| RECORDS FOR PROCESSING |
══════════════════════════════

use serde::{Deserialize, Serialize};

use crate::MatchError;

/// Knobs for the over-fetch strategy and request defaults.
#[derive(Debug, Clone, Copy, PartialEq, Eq, Serialize, Deserialize)]
#[serde(default)]
pub struct SearchConfig {
    /// Multiplier on `k` when a filter may discard candidates. Applied once
    /// however many filters are active.
    pub overfetch_factor: usize,
    /// Whether a price filter alone triggers over-fetch.
    pub overfetch_on_price: bool,
    pub default_k_json: usize,
    pub default_k_form: usize,
}

impl Default for SearchConfig {
    fn default() -> Self {
        Self {
            overfetch_factor: 5,
            overfetch_on_price: true,
            default_k_json: 20,
            default_k_form: 9,
        }
    }
}

impl SearchConfig {
    pub fn validate(&self) -> Result<(), MatchError> {
        if self.overfetch_factor == 0 {
            return Err(MatchError::InvalidConfig(
                "overfetch_factor must be at least 1".into(),
            ));
        }
        if self.default_k_json == 0 || self.default_k_form == 0 {
            return Err(MatchError::InvalidConfig("default k must be at least 1".into()));
        }
        Ok(())
    }

    /// Candidates to ask the index for, before clamping to its size.
    pub fn fetch_count(&self, k: usize, neighborhood_active: bool, price_active: bool) -> usize {
        let filtered = neighborhood_active || (price_active && self.overfetch_on_price);
        if filtered {
            k.saturating_mul(self.overfetch_factor)
        } else {
            k
        }
    }
}

#[cfg(test)]
mod tests {
    use super::*;

    #[test]
    fn defaults_validate() {
        let cfg = SearchConfig::default();
        assert!(cfg.validate().is_ok());
        assert_eq!(cfg.default_k_json, 20);
        assert_eq!(cfg.default_k_form, 9);
    }

    #[test]
    fn zero_values_rejected() {
        let cfg = SearchConfig {
            overfetch_factor: 0,
            ..SearchConfig::default()
        };
        match cfg.validate() {
            Err(MatchError::InvalidConfig(msg)) => assert!(msg.contains("overfetch_factor")),
            other => panic!("unexpected: {other:?}"),
        }
        let cfg = SearchConfig {
            default_k_form: 0,
            ..SearchConfig::default()
        };
        assert!(cfg.validate().is_err());
    }

    #[test]
    fn fetch_count_applies_factor_once() {
        let cfg = SearchConfig::default();
        assert_eq!(cfg.fetch_count(20, true, false), 100);
        assert_eq!(cfg.fetch_count(5, true, true), 25);
        assert_eq!(cfg.fetch_count(5, false, true), 25);
        assert_eq!(cfg.fetch_count(5, false, false), 5);

        let strict = SearchConfig {
            overfetch_on_price: false,
            ..cfg
        };
        assert_eq!(strict.fetch_count(5, false, true), 5);
        assert_eq!(strict.fetch_count(5, true, true), 25);
    }
}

══════════════════════════════

| WHAT NEEDS TO BE DONE |
The material should be transcribed in full, character for character.

| OUTPUT |
use serde::{Deserialize, Serialize};

use crate::MatchError;

/// Knobs for the over-fetch strategy and request defaults.
#[derive(Debug, Clone, Copy, PartialEq, Eq, Serialize, Deserialize)]
#[serde(default)]
pub struct SearchConfig {
    /// Multiplier on `k` when a filter may discard candidates. Applied once
    /// however many filters are active.
    pub overfetch_factor: usize,
    /// Whether a price filter alone triggers over-fetch.
    pub overfetch_on_price: bool,
    pub default_k_json: usize,
    pub default_k_form: usize,
}

impl Default for SearchConfig {
    fn default() -> Self {
        Self {
            overfetch_factor: 5,
            overfetch_on_price: true,
            default_k_json: 20,
            default_k_form: 9,
        }
    }
}

impl SearchConfig {
    pub fn validate(&self) -> Result<(), MatchError> {
        if self.overfetch_factor == 0 {
            return Err(MatchError::InvalidConfig(
                "overfetch_factor must be at least 1".into(),
            ));
        }
        if self.default_k_json == 0 || self.default_k_form == 0 {
            return Err(MatchError::InvalidConfig("default k must be at least 1".into()));
        }
        Ok(())
    }

    /// Candidates to ask the index for, before clamping to its size.
    pub fn fetch_count(&self, k: usize, neighborhood_active: bool, price_active: bool) -> usize {
        let filtered = neighborhood_active || (price_active && self.overfetch_on_price);
        if filtered {
            k.saturating_mul(self.overfetch_factor)
        } else {
            k
        }
    }
}

#[cfg(test)]
mod tests {
    use super::*;

    #[test]
    fn defaults_validate() {
        let cfg = SearchConfig::default();
        assert!(cfg.validate().is_ok());
        assert_eq!(cfg.default_k_json, 20);
        assert_eq!(cfg.default_k_form, 9);
    }

    #[test]
    fn zero_values_rejected() {
        let cfg = SearchConfig {
            overfetch_factor: 0,
            ..SearchConfig::default()
        };
        match cfg.validate() {
            Err(MatchError::InvalidConfig(msg)) => assert!(msg.contains("overfetch_factor")),
            other => panic!("unexpected: {other:?}"),
        }
        let cfg = SearchConfig {
            default_k_form: 0,
            ..SearchConfig::default()
        };
        assert!(cfg.validate().is_err());
    }

    #[test]
    fn fetch_count_applies_factor_once() {
        let cfg = SearchConfig::default();
        assert_eq!(cfg.fetch_count(20, true, false), 100);
        assert_eq!(cfg.fetch_count(5, true, true), 25);
        assert_eq!(cfg.fetch_count(5, false, true), 25);
        assert_eq!(cfg.fetch_count(5, false, false), 5);

        let strict = SearchConfig {
            overfetch_on_price: false,
            ..cfg
        };
        assert_eq!(strict.fetch_count(5, false, true), 5);
        assert_eq!(strict.fetch_count(5, true, true), 25);
    }
}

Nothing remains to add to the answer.